Multi-datasource machine learning in intrusion detection: Packet flows, system logs and host statistics

Abstract

This work compares the performance of different combinations of data sources for intrusion detection in depth. To learn and distinguish between normal and malicious behavior, we use machine learning algorithms and train three typical models on three kinds of datasets: system logs, packet flows and host statistics. Unlike other studies, our study captures and monitors the behavior from multiple data sources in order to catch security attacks. Our aim is to figure out how to build the most effective dataset for machine learning with a combination of multiple sources.
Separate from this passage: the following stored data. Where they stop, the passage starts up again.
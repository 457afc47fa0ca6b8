//! The conversion passes.
//!
//! Passes run over the whole tree in a fixed order. The node-style and
//! dual-callback rewrites run leave-order so inner callbacks are converted
//! before the calls that contain them; flattening then runs enter-order
//! over the `.then` chains they produced.

pub mod callback;
pub mod flatten;
pub mod pattern;
pub mod scope;

use tracing::debug;

use crate::ast::visit::{rewrite_program, take_expr, Order, Rewrite};
use crate::ast::{Expr, Program};
use crate::config::Rules;
use crate::span::Spanned;

/// Decides whether a rule applies to an expression.
pub type Matcher = fn(&Spanned<Expr>) -> bool;

/// Builds the replacement for a matched expression.
pub type Rewriter = fn(Spanned<Expr>) -> Spanned<Expr>;

/// Rewrites an expression in place of the walk, returning the outcome.
pub type Flattener = fn(&mut Spanned<Expr>) -> Rewrite;

/// Run every pass over `program` in order: node-style callbacks, dual
/// callbacks, chain flattening.
pub fn run_passes(program: &mut Program, rules: &Rules) {
    let node_style = rewrite_pass(program, rules.matcher, rules.rewriter);
    let dual = rewrite_pass(program, rules.matcher_dual, rules.rewriter_dual);

    let mut flattened = 0usize;
    rewrite_program(program, Order::Enter, &mut |expr: &mut Spanned<Expr>| {
        let outcome = (rules.flattener)(expr);
        if matches!(outcome, Rewrite::Replace(_)) {
            flattened += 1;
        }
        outcome
    });

    debug!(node_style, dual, flattened, "conversion passes complete");
}

/// One leave-order walk applying `rewriter` wherever `matcher` accepts.
/// Returns the number of rewrites.
fn rewrite_pass(program: &mut Program, matcher: Matcher, rewriter: Rewriter) -> usize {
    let mut count = 0usize;
    rewrite_program(program, Order::Leave, &mut |expr: &mut Spanned<Expr>| {
        if !matcher(expr) {
            return Rewrite::Unchanged;
        }
        count += 1;
        Rewrite::Replace(rewriter(take_expr(expr)))
    });
    count
}
use crate::ast::*;
use crate::span::Spanned;

use super::FormatCtx;

impl FormatCtx {
    /// Emit one statement starting at the current position; the caller has
    /// already written the indentation.
    pub(super) fn emit_stmt(&mut self, stmt: &Spanned<Stmt>, indent: &str) {
        match &stmt.node {
            Stmt::Var(decls) => {
                self.output.push_str("var ");
                self.emit_declarators(decls, indent, false);
                self.output.push(';');
            }
            Stmt::Function(func) => self.emit_function(func, indent),
            Stmt::Block(block) => self.emit_block(&block.stmts, stmt.span, indent),
            Stmt::Empty => self.output.push(';'),
            Stmt::Expr(expr) => {
                // `function` or `{` at statement start would parse as a
                // declaration or block.
                let wrap = matches!(
                    expr.node.leftmost(),
                    Expr::Function(_) | Expr::Object(_)
                );
                if wrap {
                    self.output.push('(');
                }
                self.emit_expr(expr, Precedence::Sequence, indent);
                if wrap {
                    self.output.push(')');
                }
                self.output.push(';');
            }
            Stmt::If {
                test,
                consequent,
                alternate,
            } => self.emit_if(test, consequent, alternate.as_deref(), indent),
            Stmt::For {
                init,
                test,
                update,
                body,
            } => {
                self.output.push_str("for (");
                match init {
                    Some(ForInit::Var(decls)) => {
                        self.output.push_str("var ");
                        self.emit_declarators(decls, indent, true);
                    }
                    Some(ForInit::Expr(expr)) => self.emit_no_in(expr, Precedence::Sequence, indent),
                    None => {}
                }
                self.output.push(';');
                if let Some(test) = test {
                    self.output.push(' ');
                    self.emit_expr(test, Precedence::Sequence, indent);
                }
                self.output.push(';');
                if let Some(update) = update {
                    self.output.push(' ');
                    self.emit_expr(update, Precedence::Sequence, indent);
                }
                self.output.push(')');
                self.emit_body(body, indent);
            }
            Stmt::ForIn { left, right, body } => {
                self.output.push_str("for (");
                match left {
                    ForInTarget::Var(decl) => {
                        self.output.push_str("var ");
                        self.emit_declarators(std::slice::from_ref(decl), indent, true);
                    }
                    ForInTarget::Expr(expr) => self.emit_expr(expr, Precedence::Call, indent),
                }
                self.output.push_str(" in ");
                self.emit_expr(right, Precedence::Sequence, indent);
                self.output.push(')');
                self.emit_body(body, indent);
            }
            Stmt::While { test, body } => {
                self.output.push_str("while (");
                self.emit_expr(test, Precedence::Sequence, indent);
                self.output.push(')');
                self.emit_body(body, indent);
            }
            Stmt::DoWhile { body, test } => {
                self.output.push_str("do");
                self.emit_body(body, indent);
                if matches!(body.node, Stmt::Block(_)) {
                    self.output.push(' ');
                } else {
                    self.newline();
                    self.output.push_str(indent);
                }
                self.output.push_str("while (");
                self.emit_expr(test, Precedence::Sequence, indent);
                self.output.push_str(");");
            }
            Stmt::Return(arg) => self.emit_keyword_expr("return", arg.as_ref(), indent),
            Stmt::Throw(arg) => self.emit_keyword_expr("throw", Some(arg), indent),
            Stmt::Break(label) => self.emit_jump("break", label.as_ref()),
            Stmt::Continue(label) => self.emit_jump("continue", label.as_ref()),
            Stmt::Try {
                block,
                handler,
                finalizer,
            } => {
                self.output.push_str("try ");
                self.emit_block(&block.node.stmts, block.span, indent);
                if let Some(handler) = handler {
                    self.output.push_str(" catch (");
                    self.output.push_str(&handler.param.node);
                    self.output.push_str(") ");
                    self.emit_block(&handler.body.node.stmts, handler.body.span, indent);
                }
                if let Some(finalizer) = finalizer {
                    self.output.push_str(" finally ");
                    self.emit_block(&finalizer.node.stmts, finalizer.span, indent);
                }
            }
            Stmt::Switch {
                discriminant,
                cases,
            } => self.emit_switch(stmt, discriminant, cases, indent),
            Stmt::Labeled { label, body } => {
                self.output.push_str(&label.node);
                self.output.push(':');
                self.emit_body(body, indent);
            }
            Stmt::Debugger => self.output.push_str("debugger;"),
        }
    }

    /// Body of `if`/`for`/`while`/labels: a block stays on the same line,
    /// anything else moves to the next line one level deeper.
    fn emit_body(&mut self, body: &Spanned<Stmt>, indent: &str) {
        match &body.node {
            Stmt::Block(block) => {
                self.output.push(' ');
                self.emit_block(&block.stmts, body.span, indent);
            }
            Stmt::Empty => self.output.push(';'),
            _ => {
                let inner = self.nested(indent);
                self.newline();
                self.output.push_str(&inner);
                self.emit_stmt(body, &inner);
            }
        }
    }

    fn emit_if(
        &mut self,
        test: &Spanned<Expr>,
        consequent: &Spanned<Stmt>,
        alternate: Option<&Spanned<Stmt>>,
        indent: &str,
    ) {
        self.output.push_str("if (");
        self.emit_expr(test, Precedence::Sequence, indent);
        self.output.push(')');
        self.emit_body(consequent, indent);

        let Some(alternate) = alternate else {
            return;
        };
        if matches!(consequent.node, Stmt::Block(_)) {
            self.output.push_str(" else");
        } else {
            self.newline();
            self.output.push_str(indent);
            self.output.push_str("else");
        }
        if matches!(alternate.node, Stmt::If { .. }) {
            self.output.push(' ');
            self.emit_stmt(alternate, indent);
        } else {
            self.emit_body(alternate, indent);
        }
    }

    fn emit_switch(
        &mut self,
        stmt: &Spanned<Stmt>,
        discriminant: &Spanned<Expr>,
        cases: &[Spanned<SwitchCase>],
        indent: &str,
    ) {
        let case_indent = self.nested(indent);
        let body_indent = self.nested(&case_indent);
        self.output.push_str("switch (");
        self.emit_expr(discriminant, Precedence::Sequence, indent);
        self.output.push_str(") {");

        for case in cases {
            self.newline();
            self.emit_leading_comments(case.span, stmt.span, &case_indent);
            self.output.push_str(&case_indent);
            match &case.node.test {
                Some(test) => {
                    self.output.push_str("case ");
                    self.emit_expr(test, Precedence::Sequence, &case_indent);
                    self.output.push(':');
                }
                None => self.output.push_str("default:"),
            }

            if let [only] = case.node.body.as_slice() {
                if let Stmt::Block(block) = &only.node {
                    self.output.push(' ');
                    self.emit_block(&block.stmts, only.span, &case_indent);
                    continue;
                }
            }
            for inner in &case.node.body {
                self.newline();
                self.emit_leading_comments(inner.span, stmt.span, &body_indent);
                self.output.push_str(&body_indent);
                self.emit_stmt(inner, &body_indent);
                self.emit_trailing_comment(inner.span);
            }
        }
        self.emit_closing_comments(stmt.span, &case_indent);
        self.newline();
        self.output.push_str(indent);
        self.output.push('}');
    }

    fn emit_declarators(&mut self, decls: &[VarDeclarator], indent: &str, no_in: bool) {
        for (i, decl) in decls.iter().enumerate() {
            if i > 0 {
                self.output.push_str(", ");
            }
            self.output.push_str(&decl.name.node);
            if let Some(init) = &decl.init {
                self.output.push_str(" = ");
                if no_in {
                    self.emit_no_in(init, Precedence::Assignment, indent);
                } else {
                    self.emit_expr(init, Precedence::Assignment, indent);
                }
            }
        }
    }

    fn emit_keyword_expr(&mut self, keyword: &str, arg: Option<&Spanned<Expr>>, indent: &str) {
        self.output.push_str(keyword);
        if let Some(arg) = arg {
            self.output.push(' ');
            self.emit_expr(arg, Precedence::Sequence, indent);
        }
        self.output.push(';');
    }

    fn emit_jump(&mut self, keyword: &str, label: Option<&Spanned<String>>) {
        self.output.push_str(keyword);
        if let Some(label) = label {
            self.output.push(' ');
            self.output.push_str(&label.node);
        }
        self.output.push(';');
    }

    pub(super) fn emit_function(&mut self, func: &Function, indent: &str) {
        self.output.push_str("function ");
        if let Some(id) = &func.id {
            self.output.push_str(&id.node);
        }
        self.emit_params(&func.params);
        self.output.push(' ');
        self.emit_block(&func.body.node.stmts, func.body.span, indent);
    }

    pub(super) fn emit_params(&mut self, params: &[Spanned<String>]) {
        self.output.push('(');
        for (i, param) in params.iter().enumerate() {
            if i > 0 {
                self.output.push_str(", ");
            }
            self.output.push_str(&param.node);
        }
        self.output.push(')');
    }
}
However, since there are no such datasets which have been generated from multiple sources for given attacks, we show how to build and generate a dataset with three data sources. We then compare the F1 score of the detection by applying machine learning algorithms for various combinations of the data sources. Our evaluation results show that the dataset of host statistics results in better performance (0.91) than traffic flows (0.63) and system logs (0.44) because it has the highest average F1-score in the three stages of attacks, while the other datasets may have poor F1-scores in some of the stages, particularly in the stage of impact. However, in the initial access stage of attacks, the dataset of logs performs the best (0.94), and the packet flows are suitable for detecting network DoS attacks (0.82). Furthermore, running this detection with all three data sources results in minor overheads of at most 2.1% CPU utilization. Finally, we analyze the important features of each model, such as the number of logs generated by apache-access, in.telnetd and postfix in the dataset of logs, SrcBytes and TotBytes in the dataset of flows, and MINFLT, VSTEXT and RSIZE in the dataset of statistics.